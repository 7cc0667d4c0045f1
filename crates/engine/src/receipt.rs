//! Donation receipts.

use std::fmt;

use chrono::SecondsFormat;

use crate::Donation;

const RULE: &str = "════════════════════════════════════════";

/// A donation joined with the name of the charity it went to.
///
/// The `Display` impl renders the printable receipt.
#[derive(Clone, Debug, PartialEq)]
pub struct Receipt {
    pub donation: Donation,
    pub charity_name: String,
}

impl fmt::Display for Receipt {
    fn fmt(&self, f: &mut fmt::Formatter<'_>) -> fmt::Result {
        let message = if self.donation.message.is_empty() {
            "N/A"
        } else {
            self.donation.message.as_str()
        };

        writeln!(f, "╔{RULE}╗")?;
        writeln!(f, "║{:^40}║", "DONATION RECEIPT")?;
        writeln!(f, "╚{RULE}╝")?;
        writeln!(f)?;
        writeln!(f, "Receipt ID: {}", self.donation.id)?;
        writeln!(f, "Donor: {}", self.donation.donor)?;
        writeln!(f, "Charity: {}", self.charity_name)?;
        writeln!(f, "Amount: ${}", self.donation.amount_usd.to_fixed())?;
        writeln!(
            f,
            "Date: {}",
            self.donation.ts.to_rfc3339_opts(SecondsFormat::Secs, true)
        )?;
        writeln!(f)?;
        writeln!(f, "Message: {message}")?;
        writeln!(f)?;
        writeln!(f, "Thank you for your generous donation!")?;
        writeln!(f)?;
        writeln!(f, "{RULE}")?;
        writeln!(f, "{:^40}", "Tax ID: pending")?;
        write!(f, "{RULE}")
    }
}
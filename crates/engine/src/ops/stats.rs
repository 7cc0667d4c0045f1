use sea_orm::{QueryOrder, QuerySelect, TransactionTrait, prelude::*};

use crate::{EngineError, Money, ResultEngine, Stats, TopCharity, charities, donations};

use super::{Engine, with_tx};

impl Engine {
    /// Returns marketplace totals.
    ///
    /// All figures are read inside one transaction, so `total_raised` always
    /// matches the raised totals of the charities it is reported with.
    /// See [`TopCharity`] for the tie-break rule.
    ///
    /// Each charity total fits in `i64` cents but their sum may not: that case
    /// is a `Validation` error rather than a wrapped figure.
    pub async fn get_stats(&self) -> ResultEngine<Stats> {
        with_tx!(self, |db_tx| {
            let raised: Vec<i64> = charities::Entity::find()
                .select_only()
                .column(charities::Column::RaisedUsd)
                .into_tuple()
                .all(&db_tx)
                .await?;

            let total_raised = raised
                .iter()
                .try_fold(Money::ZERO, |total, cents| total.checked_add(Money::new(*cents)))
                .ok_or_else(|| {
                    EngineError::Validation(format!(
                        "total raised exceeds {}",
                        Money::new(i64::MAX)
                    ))
                })?;

            let total_donations = donations::Entity::find().count(&db_tx).await?;

            let top_charity = charities::Entity::find()
                .order_by_desc(charities::Column::RaisedUsd)
                .order_by_asc(charities::Column::CreatedAt)
                .order_by_asc(charities::Column::Id)
                .one(&db_tx)
                .await?
                .map(TopCharity::from);

            Ok(Stats {
                total_raised,
                total_charities: raised.len() as u64,
                total_donations,
                top_charity,
            })
        })
    }
}
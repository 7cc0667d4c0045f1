//! The closed set of charity categories and the list orderings.

use std::{fmt, str::FromStr};

use serde::{Deserialize, Serialize};

use crate::EngineError;

/// Classification tag of a charity.
#[derive(Clone, Copy, Debug, PartialEq, Eq, Hash, Serialize, Deserialize)]
#[serde(rename_all = "lowercase")]
pub enum Category {
    Education,
    Environment,
    Health,
    Housing,
    Animals,
    Arts,
}

impl Category {
    pub const ALL: [Category; 6] = [
        Category::Education,
        Category::Environment,
        Category::Health,
        Category::Housing,
        Category::Animals,
        Category::Arts,
    ];

    pub const fn as_str(self) -> &'static str {
        match self {
            Self::Education => "education",
            Self::Environment => "environment",
            Self::Health => "health",
            Self::Housing => "housing",
            Self::Animals => "animals",
            Self::Arts => "arts",
        }
    }

    fn choices() -> String {
        Self::ALL
            .iter()
            .map(|c| c.as_str())
            .collect::<Vec<_>>()
            .join(", ")
    }
}

impl fmt::Display for Category {
    fn fmt(&self, f: &mut fmt::Formatter<'_>) -> fmt::Result {
        f.write_str(self.as_str())
    }
}

impl FromStr for Category {
    type Err = EngineError;

    fn from_str(s: &str) -> Result<Self, Self::Err> {
        Self::ALL
            .into_iter()
            .find(|c| c.as_str() == s)
            .ok_or_else(|| {
                EngineError::Validation(format!(
                    "category must be one of: {} (got {s:?})",
                    Self::choices()
                ))
            })
    }
}

/// Ordering of [`Engine::get_charities`](crate::Engine::get_charities).
///
/// Both orders are descending.
#[derive(Clone, Copy, Debug, Default, PartialEq, Eq)]
pub enum CharitySort {
    /// Highest raised total first; ties keep registration order.
    #[default]
    Raised,
    /// Most recently registered first.
    Created,
}

impl FromStr for CharitySort {
    type Err = EngineError;

    fn from_str(s: &str) -> Result<Self, Self::Err> {
        match s {
            "raised" => Ok(Self::Raised),
            "created" => Ok(Self::Created),
            other => Err(EngineError::Validation(format!(
                "sort must be one of: raised, created (got {other:?})"
            ))),
        }
    }
}
//! Stand-alone schema tool: `migration [up|down|fresh|status] [DATABASE_URL]`.

use migration::Migrator;
use sea_orm::Database;
use sea_orm_migration::prelude::*;

const DEFAULT_DATABASE_URL: &str = "sqlite:./charity.db?mode=rwc";

#[tokio::main]
async fn main() -> Result<(), Box<dyn std::error::Error + Send + Sync>> {
    let mut args = std::env::args().skip(1);
    let cmd = args.next().unwrap_or_else(|| "up".to_string());
    let db_url = args
        .next()
        .or_else(|| std::env::var("DATABASE_URL").ok())
        .unwrap_or_else(|| DEFAULT_DATABASE_URL.to_string());

    let db = Database::connect(&db_url).await?;

    match cmd.as_str() {
        "up" => Migrator::up(&db, None).await?,
        "down" => Migrator::down(&db, Some(1)).await?,
        "fresh" => Migrator::fresh(&db).await?,
        "status" => Migrator::status(&db).await?,
        other => {
            eprintln!("unknown command: {other}");
            eprintln!("usage: migration [up|down|fresh|status] [DATABASE_URL]");
            std::process::exit(2);
        }
    }

    Ok(())
}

▶ _Activity_: Repeat each record word for word.

▶ _Solution to this problem_:
repository 7cc0667d4c0045f1
filename crates/engine/src/receipt.rs
//! Donation receipts.

use std::fmt;

use chrono::SecondsFormat;

use crate::Donation;

const RULE: &str = "════════════════════════════════════════";

/// A donation joined with the name of the charity it went to.
///
/// The `Display` impl renders the printable receipt.
#[derive(Clone, Debug, PartialEq)]
pub struct Receipt {
    pub donation: Donation,
    pub charity_name: String,
}

impl fmt::Display for Receipt {
    fn fmt(&self, f: &mut fmt::Formatter<'_>) -> fmt::Result {
        let message = if self.donation.message.is_empty() {
            "N/A"
        } else {
            self.donation.message.as_str()
        };

        writeln!(f, "╔{RULE}╗")?;
        writeln!(f, "║{:^40}║", "DONATION RECEIPT")?;
        writeln!(f, "╚{RULE}╝")?;
        writeln!(f)?;
        writeln!(f, "Receipt ID: {}", self.donation.id)?;
        writeln!(f, "Donor: {}", self.donation.donor)?;
        writeln!(f, "Charity: {}", self.charity_name)?;
        writeln!(f, "Amount: ${}", self.donation.amount_usd.to_fixed())?;
        writeln!(
            f,
            "Date: {}",
            self.donation.ts.to_rfc3339_opts(SecondsFormat::Secs, true)
        )?;
        writeln!(f)?;
        writeln!(f, "Message: {message}")?;
        writeln!(f)?;
        writeln!(f, "Thank you for your generous donation!")?;
        writeln!(f)?;
        writeln!(f, "{RULE}")?;
        writeln!(f, "{:^40}", "Tax ID: pending")?;
        write!(f, "{RULE}")
    }
}
filename crates/engine/src/ops/stats.rs
repository 7cc0667d4c0045f1
use sea_orm::{QueryOrder, QuerySelect, TransactionTrait, prelude::*};

use crate::{EngineError, Money, ResultEngine, Stats, TopCharity, charities, donations};

use super::{Engine, with_tx};

impl Engine {
    /// Returns marketplace totals.
    ///
    /// All figures are read inside one transaction, so `total_raised` always
    /// matches the raised totals of the charities it is reported with.
    /// See [`TopCharity`] for the tie-break rule.
    ///
    /// Each charity total fits in `i64` cents but their sum may not: that case
    /// is a `Validation` error rather than a wrapped figure.
    pub async fn get_stats(&self) -> ResultEngine<Stats> {
        with_tx!(self, |db_tx| {
            let raised: Vec<i64> = charities::Entity::find()
                .select_only()
                .column(charities::Column::RaisedUsd)
                .into_tuple()
                .all(&db_tx)
                .await?;

            let total_raised = raised
                .iter()
                .try_fold(Money::ZERO, |total, cents| total.checked_add(Money::new(*cents)))
                .ok_or_else(|| {
                    EngineError::Validation(format!(
                        "total raised exceeds {}",
                        Money::new(i64::MAX)
                    ))
                })?;

            let total_donations = donations::Entity::find().count(&db_tx).await?;

            let top_charity = charities::Entity::find()
                .order_by_desc(charities::Column::RaisedUsd)
                .order_by_asc(charities::Column::CreatedAt)
                .order_by_asc(charities::Column::Id)
                .one(&db_tx)
                .await?
                .map(TopCharity::from);

            Ok(Stats {
                total_raised,
                total_charities: raised.len() as u64,
                total_donations,
                top_charity,
            })
        })
    }
}
repository 7cc0667d4c0045f1
//! The closed set of charity categories and the list orderings.

use std::{fmt, str::FromStr};

use serde::{Deserialize, Serialize};

use crate::EngineError;

/// Classification tag of a charity.
#[derive(Clone, Copy, Debug, PartialEq, Eq, Hash, Serialize, Deserialize)]
#[serde(rename_all = "lowercase")]
pub enum Category {
    Education,
    Environment,
    Health,
    Housing,
    Animals,
    Arts,
}

impl Category {
    pub const ALL: [Category; 6] = [
        Category::Education,
        Category::Environment,
        Category::Health,
        Category::Housing,
        Category::Animals,
        Category::Arts,
    ];

    pub const fn as_str(self) -> &'static str {
        match self {
            Self::Education => "education",
            Self::Environment => "environment",
            Self::Health => "health",
            Self::Housing => "housing",
            Self::Animals => "animals",
            Self::Arts => "arts",
        }
    }

    fn choices() -> String {
        Self::ALL
            .iter()
            .map(|c| c.as_str())
            .collect::<Vec<_>>()
            .join(", ")
    }
}

impl fmt::Display for Category {
    fn fmt(&self, f: &mut fmt::Formatter<'_>) -> fmt::Result {
        f.write_str(self.as_str())
    }
}

impl FromStr for Category {
    type Err = EngineError;

    fn from_str(s: &str) -> Result<Self, Self::Err> {
        Self::ALL
            .into_iter()
            .find(|c| c.as_str() == s)
            .ok_or_else(|| {
                EngineError::Validation(format!(
                    "category must be one of: {} (got {s:?})",
                    Self::choices()
                ))
            })
    }
}

/// Ordering of [`Engine::get_charities`](crate::Engine::get_charities).
///
/// Both orders are descending.
#[derive(Clone, Copy, Debug, Default, PartialEq, Eq)]
pub enum CharitySort {
    /// Highest raised total first; ties keep registration order.
    #[default]
    Raised,
    /// Most recently registered first.
    Created,
}

impl FromStr for CharitySort {
    type Err = EngineError;

    fn from_str(s: &str) -> Result<Self, Self::Err> {
        match s {
            "raised" => Ok(Self::Raised),
            "created" => Ok(Self::Created),
            other => Err(EngineError::Validation(format!(
                "sort must be one of: raised, created (got {other:?})"
            ))),
        }
    }
}
//! Stand-alone schema tool: `migration [up|down|fresh|status] [DATABASE_URL]`.

use migration::Migrator;
use sea_orm::Database;
use sea_orm_migration::prelude::*;

const DEFAULT_DATABASE_URL: &str = "sqlite:./charity.db?mode=rwc";

#[tokio::main]
async fn main() -> Result<(), Box<dyn std::error::Error + Send + Sync>> {
    let mut args = std::env::args().skip(1);
    let cmd = args.next().unwrap_or_else(|| "up".to_string());
    let db_url = args
        .next()
        .or_else(|| std::env::var("DATABASE_URL").ok())
        .unwrap_or_else(|| DEFAULT_DATABASE_URL.to_string());

    let db = Database::connect(&db_url).await?;

    match cmd.as_str() {
        "up" => Migrator::up(&db, None).await?,
        "down" => Migrator::down(&db, Some(1)).await?,
        "fresh" => Migrator::fresh(&db).await?,
        "status" => Migrator::status(&db).await?,
        other => {
            eprintln!("unknown command: {other}");
            eprintln!("usage: migration [up|down|fresh|status] [DATABASE_URL]");
            std::process::exit(2);
        }
    }

    Ok(())
}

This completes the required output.